At present, there are various large and mature instruments on the market for the determination of Hg, such as atomic absorption spectrometry (AAS), atomic fluorescence spectrometry (AFS), inductively coupled plasma atomic emission spectrometry (ICP-AES), inductively coupled plasma mass spectrometry (ICP-MS), etc. These instruments have a series of advantages such as high accuracy and multi-element analysis. However, these instruments are usually cumbersome, expensive, high power consumption, and typically used in the laboratory. Thus, the development of inexpensive but reliable miniaturized instruments has aroused great interest.

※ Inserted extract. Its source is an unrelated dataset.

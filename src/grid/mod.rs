//! Cubical grids: cell indexing, cell geometry and box covering.

pub mod cubical;

pub use cubical::{CubicalGrid, GridBounds};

Currently, miniaturized plasma technology has been rapidly developed and applied, due to its small size, low gas, low cost, and low power consumption. For instance, but not limited to, electrolyte cathode glow discharge (ELCAD) [9, 10], solution cathode glow discharge (SCGD) [11, 12], atmospheric pressure glow discharge (APGD) [13, 14], dielectric barrier discharge (DBD) [15, 16]. Nevertheless, these methods have low sensitivity for the detection of Hg2+. Recently, Pohl and Zhu et al. [17-23] presented a successful use of solution anode glow discharge (SAGD) as an efficient excitation source for trace element analysis by AES/AFS, and the sensitivity of some elements was incomparably better than that of SCGD, APGD and DBD. In particular, the (DL) of Hg2+ can reach 0.163 μg/L when helium was introduced from the cathode tube (with cooling device) of SAGD [21]. However, the direct introduction of sample solutions into these miniaturized microplasmas often results in high matrix interference and low transfer efficiency [21, 24]. Accordingly, chemical vapor generation is a widely used sample introduction method in spectral analysis, because it can effectively separate the analyte from the condensed phase, and produce efficient on-line matrix separation, high transmission efficiency and selectivity. In order to achieve high sensitive determination performance for elements, different chemical vapor generation (CVG) techniques are coupled to the above mentioned radiation sources, such as CVG-APGD-AES [25, 26], HG-APGD-AES [27, 28], HG-SCGD-AES [29], PVG (photochemical vapor generation)-SCGD-AES [24], which can be used for high sensitivity detection of As, Hg, Pb, Se and Sb. In addition, due to the main excitation region (negative glow region) of the element is close to the cathode, the analyte had a higher emission intensity when introduced from the cathode [30]. Therefore, the target element was transferred to the cathode end of the glow discharge by HG, which not only further increased the emission line of the element, but also reduced the matrix interference of SAGD-AES during sample analysis [21].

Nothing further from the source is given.